- THE PROBLEM
Which lines in the data below contain the string "super"? Show each one.

====

//! Account pages: login, registration, profile, admin, about.

use axum::response::Html;

use crate::domain::resource::Resource;
use crate::domain::user::SessionUser;

use super::{error_banner, html_escape, layout};

pub fn login_page(error: Option<&str>) -> Html<String> {
    let body = format!(
        r#"<h1>Log in</h1>
{}
<form method="post" action="/login" class="card">
<label>Email <input type="email" name="username" required></label>
<label>Password <input type="password" name="password" required></label>
<button type="submit">Log in</button>
</form>
<p>No account? <a href="/register">Register</a></p>"#,
        error_banner(error)
    );
    layout("Log in", None, &body)
}

pub fn register_page(error: Option<&str>) -> Html<String> {
    let body = format!(
        r#"<h1>Register</h1>
{}
<form method="post" action="/register" class="card">
<label>Email <input type="email" name="email" required></label>
<label>Password <input type="password" name="password" required minlength="6"></label>
<label>Full name <input name="full_name" required></label>
<label>Role <select name="role"><option value="student">Student</option><option value="faculty">Faculty</option><option value="admin">Admin</option></select></label>
<label>Student ID <input name="student_id"></label>
<label>Faculty ID <input name="faculty_id"></label>
<label>Department <input name="department"></label>
<button type="submit">Create account</button>
</form>"#,
        error_banner(error)
    );
    layout("Register", None, &body)
}

/// The user's details and their own resources, newest first.
pub fn profile_page(user: &SessionUser, resources: &[Resource]) -> Html<String> {
    let mut details = vec![
        format!("<li>Email: {}</li>", html_escape(&user.email)),
        format!("<li>Role: {}</li>", user.role),
    ];
    for (label, value) in [
        ("Student ID", &user.student_id),
        ("Faculty ID", &user.faculty_id),
        ("Department", &user.department),
    ] {
        if !value.is_empty() {
            details.push(format!("<li>{}: {}</li>", label, html_escape(value)));
        }
    }

    let posts = if resources.is_empty() {
        r#"<p class="meta">You have not shared any resources yet.</p>"#.to_string()
    } else {
        resources
            .iter()
            .map(|r| {
                format!(
                    r#"<article class="card"><h3>{}</h3><p>{}</p><p class="meta">{} · <a href="/edit_post/{}">Edit</a></p></article>"#,
                    html_escape(r.display_name()),
                    html_escape(&r.content),
                    r.created_at.display_short(),
                    r.id
                )
            })
            .collect::<Vec<_>>()
            .join("\n")
    };

    let body = format!(
        "<h1>{}</h1>\n<ul>{}</ul>\n<h2>My resources</h2>\n{}",
        html_escape(user.display_name()),
        details.join(""),
        posts
    );
    layout("Profile", Some(user), &body)
}

pub fn admin_page(user: &SessionUser) -> Html<String> {
    let body = format!(
        "<h1>Administration</h1>\n<p>Signed in as {}.</p>",
        html_escape(&user.email)
    );
    layout("Admin", Some(user), &body)
}

pub fn about_page(user: Option<&SessionUser>) -> Html<String> {
    layout(
        "About",
        user,
        "<h1>About Campus Share</h1>\n<p>Students and faculty share campus resources \
         and keep each other posted on how busy they are, how important they are right \
         now and how long the queue is.</p>",
    )
}
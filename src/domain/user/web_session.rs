//! Server-side web session contents.

use secrecy::{ExposeSecret, SecretString};

use crate::domain::foundation::{BackendSession, Timestamp};

use super::SessionUser;

/// What the web session remembers between requests.
#[derive(Debug, Clone, Default)]
pub struct WebSession {
    pub user: Option<SessionUser>,
    pub access_token: Option<SecretString>,
    pub refresh_token: Option<SecretString>,
    /// Absolute expiry of `access_token`.
    pub expires_at: Option<Timestamp>,
}

impl WebSession {
    /// Copies a backend token pair in, computing expiry from `now`.
    pub fn store_tokens(&mut self, session: &BackendSession, now: Timestamp) {
        self.access_token = Some(session.access_token.clone());
        self.refresh_token = Some(session.refresh_token.clone());
        self.expires_at = Some(session.expires_at(now));
    }

    /// Access token, when one is stored.
    pub fn access_token(&self) -> Option<&str> {
        self.access_token.as_ref().map(|t| t.expose_secret().as_str())
    }

    /// Refresh token, when one is stored.
    pub fn refresh_token(&self) -> Option<&str> {
        self.refresh_token.as_ref().map(|t| t.expose_secret().as_str())
    }

    pub fn has_tokens(&self) -> bool {
        self.access_token.is_some() && self.refresh_token.is_some()
    }

    /// Forgets everything: user and tokens.
    pub fn clear(&mut self) {
        *self = Self::default();
    }

    pub fn is_empty(&self) -> bool {
        self.user.is_none() && self.access_token.is_none() && self.refresh_token.is_none()
    }
}
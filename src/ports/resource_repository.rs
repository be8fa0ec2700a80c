//! Resource repository port.
//!
//! Writes that touch several tables (`create` with an initial status,
//! `delete_cascade`) are atomic: either every row is written or none.

use async_trait::async_trait;

use crate::domain::foundation::{DomainError, ResourceId, UserId};
use crate::domain::resource::{Resource, ResourceDetails, StatusUpdate};

/// Persistence for resources (`tweets`).
#[async_trait]
pub trait ResourceRepository: Send + Sync {
    /// Stores a resource together with an optional first status update.
    ///
    /// Returns the stored resource as the backend echoed it.
    async fn create(
        &self,
        resource: &Resource,
        initial_status: Option<&StatusUpdate>,
    ) -> Result<Resource, DomainError>;

    /// Returns `None` if not found.
    async fn find_by_id(&self, id: &ResourceId) -> Result<Option<Resource>, DomainError>;

    /// All resources, newest first.
    async fn list_all(&self) -> Result<Vec<Resource>, DomainError>;

    /// Resources authored by `author`, newest first.
    async fn list_by_author(&self, author: &UserId) -> Result<Vec<Resource>, DomainError>;

    /// Overwrites name, content and image URL.
    ///
    /// # Errors
    ///
    /// - `NotFound` if the resource doesn't exist
    async fn update_details(
        &self,
        id: &ResourceId,
        details: &ResourceDetails,
    ) -> Result<(), DomainError>;

    /// Removes the resource with its upvotes, legacy replies and status updates.
    async fn delete_cascade(&self, id: &ResourceId) -> Result<(), DomainError>;
}
//! `UpvoteRepository` over the in-memory tables.

use std::collections::HashMap;

use async_trait::async_trait;

use crate::domain::foundation::{DomainError, ResourceId, UserId};
use crate::domain::resource::Upvote;
use crate::ports::UpvoteRepository;

use super::MemoryBackend;

#[async_trait]
impl UpvoteRepository for MemoryBackend {
    async fn find(
        &self,
        resource_id: &ResourceId,
        user_id: &UserId,
    ) -> Result<Option<Upvote>, DomainError> {
        let tables = self.tables.read().await;
        Ok(tables
            .upvotes
            .iter()
            .find(|u| u.resource_id == *resource_id && u.user_id == *user_id)
            .cloned())
    }

    async fn insert(&self, upvote: &Upvote) -> Result<(), DomainError> {
        let mut tables = self.tables.write().await;
        let exists = tables
            .upvotes
            .iter()
            .any(|u| u.resource_id == upvote.resource_id && u.user_id == upvote.user_id);
        if exists {
            return Err(DomainError::backend("duplicate upvote")
                .with_detail("resource_id", upvote.resource_id.to_string()));
        }
        tables.upvotes.push(upvote.clone());
        Ok(())
    }

    async fn remove(&self, resource_id: &ResourceId, user_id: &UserId) -> Result<(), DomainError> {
        self.tables
            .write()
            .await
            .upvotes
            .retain(|u| !(u.resource_id == *resource_id && u.user_id == *user_id));
        Ok(())
    }

    async fn count_for_resource(&self, resource_id: &ResourceId) -> Result<u64, DomainError> {
        let tables = self.tables.read().await;
        Ok(tables
            .upvotes
            .iter()
            .filter(|u| u.resource_id == *resource_id)
            .count() as u64)
    }

    async fn count_by_resources(
        &self,
        ids: &[ResourceId],
    ) -> Result<HashMap<ResourceId, u64>, DomainError> {
        let tables = self.tables.read().await;
        let mut counts = HashMap::new();
        for upvote in tables.upvotes.iter().filter(|u| ids.contains(&u.resource_id)) {
            *counts.entry(upvote.resource_id).or_insert(0) += 1;
        }
        Ok(counts)
    }
}
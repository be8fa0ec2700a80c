//! PostgREST implementation of `ProfileRepository` (`user_profiles`).

use std::collections::HashMap;

use async_trait::async_trait;

use crate::domain::foundation::{DomainError, ErrorCode, UserId};
use crate::domain::user::UserProfile;
use crate::ports::ProfileRepository;

use super::client::eq;
use super::rows::{IdsArg, ProfileRow};
use super::SupabaseClient;

const TABLE: &str = "user_profiles";
const NAMES_FN: &str = "author_names";

/// `ProfileRepository` backed by Supabase tables.
#[derive(Debug, Clone)]
pub struct SupabaseProfileRepository {
    client: SupabaseClient,
}

impl SupabaseProfileRepository {
    pub fn new(client: SupabaseClient) -> Self {
        Self { client }
    }
}

#[async_trait]
impl ProfileRepository for SupabaseProfileRepository {
    async fn find_by_user(&self, user_id: &UserId) -> Result<Option<UserProfile>, DomainError> {
        let rows: Vec<ProfileRow> = self
            .client
            .select(
                TABLE,
                &[("select", "*".into()), ("user_id", eq(user_id)), ("limit", "1".into())],
            )
            .await?;
        Ok(rows.into_iter().next())
    }

    async fn create(&self, profile: &UserProfile) -> Result<(), DomainError> {
        let inserted: Vec<ProfileRow> = self.client.insert(TABLE, profile).await?;
        if inserted.is_empty() {
            return Err(DomainError::new(
                ErrorCode::BackendError,
                "Profile insert returned no rows",
            ));
        }
        Ok(())
    }

    async fn display_names(
        &self,
        user_ids: &[UserId],
    ) -> Result<HashMap<UserId, String>, DomainError> {
        if user_ids.is_empty() {
            return Ok(HashMap::new());
        }
        self.client.rpc(NAMES_FN, &IdsArg { ids: user_ids }).await
    }
}
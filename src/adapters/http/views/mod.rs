//! Server-rendered HTML.
//!
//! Pages are plain functions returning escaped markup. Every value that came from
//! a user or the backend goes through [`html_escape`].

mod account;
mod feed;
mod resource;

pub use account::{about_page, admin_page, login_page, profile_page, register_page};
pub use feed::index_page;
pub use resource::{comments_page, create_page, edit_page, EditForm};

use axum::response::Html;

use crate::domain::user::SessionUser;

/// Escapes text for use in element content and quoted attributes.
pub fn html_escape(s: &str) -> String {
    s.replace('&', "&amp;")
        .replace('<', "&lt;")
        .replace('>', "&gt;")
        .replace('"', "&quot;")
        .replace('\'', "&#39;")
}

/// Wraps a page body in the shared document shell and navigation.
fn layout(title: &str, user: Option<&SessionUser>, body: &str) -> Html<String> {
    let nav = match user {
        Some(user) => {
            let admin = if user.is_admin {
                r#"<a href="/admin">Admin</a>"#
            } else {
                ""
            };
            format!(
                r#"<a href="/create_post">Share a resource</a> <a href="/profile">{}</a> {} <a href="/logout">Log out</a>"#,
                html_escape(user.display_name()),
                admin
            )
        }
        None => r#"<a href="/login">Log in</a> <a href="/register">Register</a>"#.to_string(),
    };

    Html(format!(
        r#"<!DOCTYPE html>
<html lang="en">
<head>
<meta charset="utf-8">
<meta name="viewport" content="width=device-width, initial-scale=1">
<title>{title} | Campus Share</title>
<style>{css}</style>
</head>
<body>
<header><a class="brand" href="/">Campus Share</a> <a href="/about">About</a> <nav>{nav}</nav></header>
<main>
{body}
</main>
<script>{script}</script>
</body>
</html>"#,
        title = html_escape(title),
        css = CSS,
        nav = nav,
        body = body,
        script = SCRIPT,
    ))
}

/// Error banner, or nothing.
fn error_banner(error: Option<&str>) -> String {
    error
        .map(|e| format!(r#"<p class="error">{}</p>"#, html_escape(e)))
        .unwrap_or_default()
}

const CSS: &str = r#"
body { font-family: system-ui, sans-serif; margin: 0; color: #1f2937; background: #f9fafb; }
header { display: flex; gap: 1rem; align-items: center; padding: 0.75rem 1.5rem; background: #1e3a8a; }
header a { color: #fff; text-decoration: none; }
header nav { margin-left: auto; display: flex; gap: 0.75rem; }
.brand { font-weight: 700; }
main { max-width: 48rem; margin: 1.5rem auto; padding: 0 1rem; }
.card { background: #fff; border: 1px solid #e5e7eb; border-radius: 0.5rem; padding: 1rem; margin-bottom: 1rem; }
.card img { max-width: 100%; border-radius: 0.25rem; }
.meta { color: #6b7280; font-size: 0.875rem; }
.importance-critical { border-left: 4px solid #dc2626; }
.importance-high { border-left: 4px solid #ea580c; }
.importance-medium { border-left: 4px solid #ca8a04; }
.importance-low { border-left: 4px solid #16a34a; }
.error { color: #b91c1c; }
form.inline { display: inline; }
label { display: block; margin-top: 0.5rem; }
"#;

const SCRIPT: &str = r#"
async function postJson(url, body) {
  const res = await fetch(url, { method: 'POST', headers: { 'Content-Type': 'application/json' }, body: JSON.stringify(body || {}) });
  return res.json();
}
document.querySelectorAll('[data-upvote]').forEach(btn => btn.addEventListener('click', async () => {
  const data = await postJson('/upvote_resource', { resource_id: btn.dataset.upvote });
  if (data.success) { btn.querySelector('.count').textContent = data.upvotes_count; btn.classList.toggle('active', data.action === 'upvoted'); }
  else { alert(data.error); }
}));
document.querySelectorAll('[data-delete]').forEach(btn => btn.addEventListener('click', async () => {
  if (!confirm('Delete this resource?')) return;
  const data = await postJson('/delete_resource/' + btn.dataset.delete);
  if (data.success) { btn.closest('.card').remove(); } else { alert(data.error); }
}));
"#;
//! Status updates and comments attached to a resource.

use crate::domain::foundation::{ResourceId, StatusUpdateId, Timestamp, UserId};

/// Attribute fields submitted with a status update.
///
/// `importance` is persisted in the `chips_available` column.
#[derive(Debug, Clone, Default, PartialEq, Eq)]
pub struct StatusFields {
    pub status_message: String,
    pub crowd_level: String,
    pub importance: String,
    pub queue_length: String,
}

impl StatusFields {
    /// True when any attribute other than the message is set.
    pub fn has_attributes(&self) -> bool {
        !self.crowd_level.is_empty() || !self.importance.is_empty() || !self.queue_length.is_empty()
    }
}

/// A timestamped snapshot attached to a resource (row of `tweet_replies`).
#[derive(Debug, Clone, PartialEq, Eq)]
pub struct StatusUpdate {
    pub id: StatusUpdateId,
    pub resource_id: ResourceId,
    pub status_message: String,
    pub crowd_level: String,
    pub chips_available: String,
    pub queue_length: String,
    pub user_id: Option<UserId>,
    pub created_at: Timestamp,
}

impl StatusUpdate {
    /// Creates a status update carrying all attribute fields.
    pub fn new(resource_id: ResourceId, fields: StatusFields, user_id: Option<UserId>) -> Self {
        Self {
            id: StatusUpdateId::new(),
            resource_id,
            status_message: fields.status_message,
            crowd_level: fields.crowd_level,
            chips_available: fields.importance,
            queue_length: fields.queue_length,
            user_id,
            created_at: Timestamp::now(),
        }
    }

    /// Creates a comment: a status update with only a message.
    pub fn comment(resource_id: ResourceId, message: impl Into<String>, user_id: UserId) -> Self {
        Self::new(
            resource_id,
            StatusFields {
                status_message: message.into(),
                ..Default::default()
            },
            Some(user_id),
        )
    }

    /// Importance label carried by this update (may be empty).
    pub fn importance(&self) -> &str {
        &self.chips_available
    }
}

#[cfg(test)]
mod tests {
    use super::*;

    #[test]
    fn has_attributes_ignores_message() {
        let fields = StatusFields {
            status_message: "busy".to_string(),
            ..Default::default()
        };
        assert!(!fields.has_attributes());

        let fields = StatusFields {
            queue_length: "5".to_string(),
            ..Default::default()
        };
        assert!(fields.has_attributes());
    }

    #[test]
    fn importance_is_stored_as_chips_available() {
        let update = StatusUpdate::new(
            ResourceId::new(),
            StatusFields {
                importance: "High".to_string(),
                ..Default::default()
            },
            None,
        );

        assert_eq!(update.chips_available, "High");
        assert_eq!(update.importance(), "High");
    }

    #[test]
    fn comment_has_only_a_message() {
        let user = UserId::new("u-1").unwrap();
        let update = StatusUpdate::comment(ResourceId::new(), "nice", user.clone());

        assert_eq!(update.status_message, "nice");
        assert!(update.crowd_level.is_empty());
        assert!(update.chips_available.is_empty());
        assert_eq!(update.user_id, Some(user));
    }
}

====

- ANSWER TO THIS TASK
use super::{error_banner, html_escape, layout};
use super::SessionUser;
use super::MemoryBackend;
use super::client::eq;
use super::rows::{IdsArg, ProfileRow};
use super::SupabaseClient;
    use super::*;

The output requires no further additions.